* **DIRECTIONS FOR THIS TASK**
Look through the lines below; wherever the word "NaiveTime" appears, copy that line.

* **MATERIAL PROVIDED**
- Opening Delimiter -
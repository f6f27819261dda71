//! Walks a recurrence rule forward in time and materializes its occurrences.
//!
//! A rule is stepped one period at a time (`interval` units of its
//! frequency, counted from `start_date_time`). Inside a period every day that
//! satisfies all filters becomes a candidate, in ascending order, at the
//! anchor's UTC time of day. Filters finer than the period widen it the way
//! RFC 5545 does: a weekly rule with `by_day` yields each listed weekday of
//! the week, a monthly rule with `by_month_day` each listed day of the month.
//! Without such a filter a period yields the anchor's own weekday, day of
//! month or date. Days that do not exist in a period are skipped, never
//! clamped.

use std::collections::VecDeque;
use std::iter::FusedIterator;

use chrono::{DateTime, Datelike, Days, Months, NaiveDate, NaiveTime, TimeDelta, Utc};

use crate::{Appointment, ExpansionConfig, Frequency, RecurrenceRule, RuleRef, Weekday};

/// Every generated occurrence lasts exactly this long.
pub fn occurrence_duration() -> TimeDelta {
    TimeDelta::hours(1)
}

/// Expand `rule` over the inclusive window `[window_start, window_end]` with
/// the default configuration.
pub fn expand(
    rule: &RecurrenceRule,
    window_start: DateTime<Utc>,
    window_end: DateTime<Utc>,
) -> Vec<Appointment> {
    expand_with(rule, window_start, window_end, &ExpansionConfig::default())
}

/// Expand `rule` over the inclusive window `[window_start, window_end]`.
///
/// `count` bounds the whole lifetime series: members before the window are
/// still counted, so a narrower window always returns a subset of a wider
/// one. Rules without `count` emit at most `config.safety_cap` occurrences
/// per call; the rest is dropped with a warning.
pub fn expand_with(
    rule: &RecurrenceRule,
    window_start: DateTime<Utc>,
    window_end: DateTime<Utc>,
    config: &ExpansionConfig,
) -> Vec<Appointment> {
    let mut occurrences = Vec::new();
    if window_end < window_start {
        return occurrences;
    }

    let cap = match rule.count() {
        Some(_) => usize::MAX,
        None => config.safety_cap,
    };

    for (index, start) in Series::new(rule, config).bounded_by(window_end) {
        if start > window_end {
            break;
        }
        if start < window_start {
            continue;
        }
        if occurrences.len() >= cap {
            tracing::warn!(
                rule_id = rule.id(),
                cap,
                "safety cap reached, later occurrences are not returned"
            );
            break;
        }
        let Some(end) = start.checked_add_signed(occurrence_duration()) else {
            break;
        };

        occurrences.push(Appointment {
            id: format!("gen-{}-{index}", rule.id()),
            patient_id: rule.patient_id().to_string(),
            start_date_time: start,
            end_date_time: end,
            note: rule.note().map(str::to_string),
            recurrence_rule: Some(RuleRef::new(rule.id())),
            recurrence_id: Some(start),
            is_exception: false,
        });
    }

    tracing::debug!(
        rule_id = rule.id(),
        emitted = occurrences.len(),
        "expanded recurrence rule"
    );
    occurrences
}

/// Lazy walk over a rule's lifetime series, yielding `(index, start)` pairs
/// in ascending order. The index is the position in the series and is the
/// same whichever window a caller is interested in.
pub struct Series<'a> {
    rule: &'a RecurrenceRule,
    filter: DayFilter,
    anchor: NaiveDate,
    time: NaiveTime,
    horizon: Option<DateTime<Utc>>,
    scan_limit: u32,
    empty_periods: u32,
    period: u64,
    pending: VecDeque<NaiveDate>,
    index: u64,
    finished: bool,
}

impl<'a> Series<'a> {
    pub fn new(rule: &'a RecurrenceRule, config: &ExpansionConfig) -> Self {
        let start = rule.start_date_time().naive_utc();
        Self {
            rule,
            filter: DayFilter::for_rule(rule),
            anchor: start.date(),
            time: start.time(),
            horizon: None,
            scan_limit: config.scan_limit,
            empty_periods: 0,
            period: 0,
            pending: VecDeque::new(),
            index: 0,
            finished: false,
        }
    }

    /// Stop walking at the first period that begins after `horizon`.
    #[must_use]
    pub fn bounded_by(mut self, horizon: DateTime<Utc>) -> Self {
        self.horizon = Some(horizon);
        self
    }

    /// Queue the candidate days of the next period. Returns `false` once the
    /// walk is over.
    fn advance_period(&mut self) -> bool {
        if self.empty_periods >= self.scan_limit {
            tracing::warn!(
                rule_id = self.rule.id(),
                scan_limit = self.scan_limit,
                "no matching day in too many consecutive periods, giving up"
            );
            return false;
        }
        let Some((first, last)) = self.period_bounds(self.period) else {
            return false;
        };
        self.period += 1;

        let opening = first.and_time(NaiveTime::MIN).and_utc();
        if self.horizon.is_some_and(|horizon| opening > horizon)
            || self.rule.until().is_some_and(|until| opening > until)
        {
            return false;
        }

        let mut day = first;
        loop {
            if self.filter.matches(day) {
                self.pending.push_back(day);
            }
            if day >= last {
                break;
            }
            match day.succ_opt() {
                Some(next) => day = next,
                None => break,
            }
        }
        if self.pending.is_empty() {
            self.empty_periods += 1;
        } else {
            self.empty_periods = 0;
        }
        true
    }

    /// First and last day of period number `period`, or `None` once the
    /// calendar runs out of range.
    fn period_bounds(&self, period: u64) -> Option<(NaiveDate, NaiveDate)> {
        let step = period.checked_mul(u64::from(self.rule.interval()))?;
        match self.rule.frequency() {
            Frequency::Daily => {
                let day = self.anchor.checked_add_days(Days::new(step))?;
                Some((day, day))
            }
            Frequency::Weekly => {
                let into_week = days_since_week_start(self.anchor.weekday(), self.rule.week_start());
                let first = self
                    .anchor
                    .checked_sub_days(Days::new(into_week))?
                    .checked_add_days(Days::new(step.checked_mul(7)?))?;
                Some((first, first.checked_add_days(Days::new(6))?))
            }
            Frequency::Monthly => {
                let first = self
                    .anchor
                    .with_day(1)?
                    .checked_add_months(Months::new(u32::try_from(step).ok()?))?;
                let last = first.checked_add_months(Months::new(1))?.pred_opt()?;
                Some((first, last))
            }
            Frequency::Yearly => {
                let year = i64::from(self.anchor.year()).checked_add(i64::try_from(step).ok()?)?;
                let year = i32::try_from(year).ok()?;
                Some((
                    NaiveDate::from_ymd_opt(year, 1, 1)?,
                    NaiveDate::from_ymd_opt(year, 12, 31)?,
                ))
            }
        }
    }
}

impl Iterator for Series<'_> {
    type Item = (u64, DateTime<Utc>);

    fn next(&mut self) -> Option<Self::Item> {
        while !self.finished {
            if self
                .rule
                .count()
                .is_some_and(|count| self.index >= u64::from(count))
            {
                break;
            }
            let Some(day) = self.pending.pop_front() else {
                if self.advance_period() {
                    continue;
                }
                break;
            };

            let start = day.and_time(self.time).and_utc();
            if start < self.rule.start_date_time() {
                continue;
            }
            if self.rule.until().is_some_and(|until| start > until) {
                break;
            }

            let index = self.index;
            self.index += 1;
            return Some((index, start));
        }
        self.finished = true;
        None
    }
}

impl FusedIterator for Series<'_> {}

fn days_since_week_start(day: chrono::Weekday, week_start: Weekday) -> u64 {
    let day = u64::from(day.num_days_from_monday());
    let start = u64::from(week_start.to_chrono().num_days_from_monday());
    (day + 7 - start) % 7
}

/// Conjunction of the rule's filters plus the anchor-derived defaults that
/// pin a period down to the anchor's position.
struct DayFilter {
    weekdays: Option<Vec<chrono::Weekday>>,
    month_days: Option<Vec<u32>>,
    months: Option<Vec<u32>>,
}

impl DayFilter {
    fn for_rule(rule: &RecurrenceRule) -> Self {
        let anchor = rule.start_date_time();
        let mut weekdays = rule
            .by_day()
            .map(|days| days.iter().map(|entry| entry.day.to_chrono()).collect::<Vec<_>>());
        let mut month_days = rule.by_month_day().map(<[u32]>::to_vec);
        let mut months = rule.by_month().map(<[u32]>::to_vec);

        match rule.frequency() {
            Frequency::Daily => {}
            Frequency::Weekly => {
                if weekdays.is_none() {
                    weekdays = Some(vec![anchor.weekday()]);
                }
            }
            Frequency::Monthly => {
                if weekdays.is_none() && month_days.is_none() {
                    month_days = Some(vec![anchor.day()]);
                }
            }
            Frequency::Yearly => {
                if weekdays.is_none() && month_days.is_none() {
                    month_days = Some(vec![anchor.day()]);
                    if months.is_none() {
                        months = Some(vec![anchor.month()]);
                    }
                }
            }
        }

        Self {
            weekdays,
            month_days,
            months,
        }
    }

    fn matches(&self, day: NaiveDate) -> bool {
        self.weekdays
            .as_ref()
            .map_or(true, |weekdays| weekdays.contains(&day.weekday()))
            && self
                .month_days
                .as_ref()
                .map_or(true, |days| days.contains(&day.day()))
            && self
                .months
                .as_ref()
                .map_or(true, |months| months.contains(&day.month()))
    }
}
- Closing Delimiter -
* **SOLUTION**
use chrono::{DateTime, Datelike, Days, Months, NaiveDate, NaiveTime, TimeDelta, Utc};
    time: NaiveTime,
        let opening = first.and_time(NaiveTime::MIN).and_utc();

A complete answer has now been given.